# [Required work]
When you reach the line containing "create the projection" in the entries below, start writing out each line exactly, and stop after the line containing "resources.set_shading_mode(ShadingMode::Highlight);".
----
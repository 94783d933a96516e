// Copyright 2025 eraflo
//
// Licensed under the Apache License, Version 2.0 (the "License");
// you may not use this file except in compliance with the License.
// You may obtain a copy of the License at
//
//     http://www.apache.org/licenses/LICENSE-2.0
//
// Unless required by applicable law or agreed to in writing, software
// distributed under the License is distributed on an "AS IS" BASIS,
// WITHOUT WARRANTIES OR CONDITIONS OF ANY KIND, either express or implied.
// See the License for the specific language governing permissions and
// limitations under the License.


// xrscene sandbox
// Drives projection layers through the headless compositor on a real wgpu device.

mod scene;

use std::path::{Path, PathBuf};
use std::sync::Arc;

use anyhow::{Context, Result};
use clap::Parser;
use glam::Vec3;
use xrscene_core::graphics::factory::DeviceRequest;
use xrscene_core::graphics::GpuDevice;
use xrscene_core::layer::{
    CompositionLayers, FrameRenderContext, ProjectionLayerConfig, ProjectionLayerController,
};
use xrscene_core::scene::{Scene, SceneResources, ShadingMode};
use xrscene_core::time::FrameClock;
use xrscene_core::xr::{Compositor, ViewConfigurationType};
use xrscene_infra::{
    create_wgpu_device, HeadlessCompositor, HeadlessConfig, WgpuDeviceFactory, WgpuSceneRenderer,
};

use crate::scene::CubeRing;

#[derive(Debug, Parser)]
#[command(name = "xrscene-sandbox", about = "Renders projection layers headlessly")]
struct Args {
    /// Number of frames to render.
    #[arg(long, default_value_t = 120)]
    frames: u64,

    /// Primary view configuration: mono, stereo or quad.
    #[arg(long, default_value = "stereo")]
    views: String,

    /// Start the primary layer in double-wide mode. It is toggled halfway through.
    #[arg(long)]
    double_wide: bool,

    /// Also render the first-person observer view.
    #[arg(long)]
    observer: bool,

    /// JSON file holding the primary layer configuration.
    #[arg(long)]
    config: Option<PathBuf>,

    /// Skip hardware adapters.
    #[arg(long)]
    software: bool,

    /// Enable the validation layer.
    #[arg(long)]
    debug: bool,

    /// Number of cubes in the ring.
    #[arg(long, default_value_t = 8)]
    cubes: usize,
}

fn init_logging() {
    env_logger::Builder::from_env(env_logger::Env::default().default_filter_or("info"))
        .filter_module("wgpu_hal", log::LevelFilter::Error)
        .filter_module("wgpu_core", log::LevelFilter::Warn)
        .init();
}

fn primary_view_configuration(name: &str) -> Result<ViewConfigurationType> {
    match name {
        "mono" => Ok(ViewConfigurationType::PrimaryMono),
        "stereo" => Ok(ViewConfigurationType::PrimaryStereo),
        "quad" => Ok(ViewConfigurationType::PrimaryQuad),
        other => anyhow::bail!("Unknown view configuration '{other}'"),
    }
}

fn load_config(path: &Path) -> Result<ProjectionLayerConfig> {
    let text = std::fs::read_to_string(path)
        .with_context(|| format!("Failed to read {}", path.display()))?;
    serde_json::from_str(&text).with_context(|| format!("Invalid layer config in {}", path.display()))
}

fn main() -> Result<()> {
    init_logging();
    let args = Args::parse();
    let primary = primary_view_configuration(&args.views)?;

    let factory = WgpuDeviceFactory {
        disable_hardware: args.software,
        ..WgpuDeviceFactory::default()
    };
    let request = DeviceRequest {
        debug: args.debug,
        ..DeviceRequest::default()
    };
    let created = create_wgpu_device(&factory, &request)?;
    log::info!(
        "Device created on '{}' ({}) at feature level {}",
        created.context.adapter_info.name,
        created.attempt,
        created.context.feature_level
    );
    let device = Arc::new(created.device);
    let gpu: Arc<dyn GpuDevice> = device.clone();

    let compositor = Arc::new(HeadlessCompositor::new(
        gpu.clone(),
        HeadlessConfig {
            observer_enabled: args.observer,
            ..HeadlessConfig::default()
        },
    ));
    let session = compositor.session_context(primary);
    let dyn_compositor: Arc<dyn Compositor> = compositor.clone();
    let mut controller = ProjectionLayerController::new(dyn_compositor, session.clone())
        .context("Failed to create the projection layer controller")?;

    if let Some(pending) = controller.pending_config_mut(primary) {
        if let Some(path) = &args.config {
            *pending = load_config(path)?;
        }
        pending.double_wide |= args.double_wide;
    }

    let mut resources = SceneResources::new(gpu).context("Failed to create scene resources")?;
    resources.set_light(Vec3::new(-0.3, -1.0, -0.5).normalize(), Vec3::splat(0.9));
    let mut renderer =
        WgpuSceneRenderer::new(device.clone()).context("Failed to create the scene renderer")?;
    let mut scenes: Vec<Box<dyn Scene>> = vec![Box::new(
        CubeRing::new(&resources, args.cubes).context("Failed to create the cube ring")?,
    )];

    let mut view_configurations = vec![primary];
    view_configurations.extend(session.enabled_secondary_view_configurations.iter().copied());

    let mut clock = FrameClock::new();
    let mut layers = CompositionLayers::new();
    let mut submitted_layers = 0;
    for frame in 0..args.frames {
        let frame_time = clock.tick();

        if frame == args.frames / 2 {
            if let Some(pending) = controller.pending_config_mut(primary) {
                pending.double_wide = !pending.double_wide;
                log::info!("Switching double-wide to {}", pending.double_wide);
            }
            resources.set_shading_mode(ShadingMode::Highlight);
            resources.start_highlight_animation(Vec3::new(0.0, 1.6, -2.5), frame_time.total_elapsed);
        }

        for scene in &mut scenes {
            scene.update(&frame_time);
        }

        layers.clear();
        for &ty in &view_configurations {
            if controller
                .prepare_rendering(ty, &compositor.view_configuration_views(ty))
                .with_context(|| format!("Failed to prepare {ty:?}"))?
            {
                log::info!("Swapchains for {ty:?} recreated on frame {frame}");
            }

            let views = compositor.locate_views(ty, &frame_time);
            let mut context = FrameRenderContext {
                renderer: &mut renderer,
                resources: &mut resources,
                frame_time,
                layer_space: compositor.reference_space(),
            };
            if controller
                .render(ty, &mut context, &views, &scenes)
                .with_context(|| format!("Failed to render {ty:?}"))?
            {
                controller.append_projection_layer(&mut layers, ty);
            }
        }

        submitted_layers += compositor
            .end_frame(&layers)
            .context("Failed to submit the frame")?;
    }

    log::info!(
        "Rendered {} frames, {} layers submitted, {} pipelines, {} bytes of textures",
        compositor.frames_submitted(),
        submitted_layers,
        renderer.pipeline_count(),
        device.vram_allocated_bytes()
    );
    Ok(())
}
----
# [Answer for the task]
        .context("Failed to create the projection layer controller")?;

    if let Some(pending) = controller.pending_config_mut(primary) {
        if let Some(path) = &args.config {
            *pending = load_config(path)?;
        }
        pending.double_wide |= args.double_wide;
    }

    let mut resources = SceneResources::new(gpu).context("Failed to create scene resources")?;
    resources.set_light(Vec3::new(-0.3, -1.0, -0.5).normalize(), Vec3::splat(0.9));
    let mut renderer =
        WgpuSceneRenderer::new(device.clone()).context("Failed to create the scene renderer")?;
    let mut scenes: Vec<Box<dyn Scene>> = vec![Box::new(
        CubeRing::new(&resources, args.cubes).context("Failed to create the cube ring")?,
    )];

    let mut view_configurations = vec![primary];
    view_configurations.extend(session.enabled_secondary_view_configurations.iter().copied());

    let mut clock = FrameClock::new();
    let mut layers = CompositionLayers::new();
    let mut submitted_layers = 0;
    for frame in 0..args.frames {
        let frame_time = clock.tick();

        if frame == args.frames / 2 {
            if let Some(pending) = controller.pending_config_mut(primary) {
                pending.double_wide = !pending.double_wide;
                log::info!("Switching double-wide to {}", pending.double_wide);
            }
            resources.set_shading_mode(ShadingMode::Highlight);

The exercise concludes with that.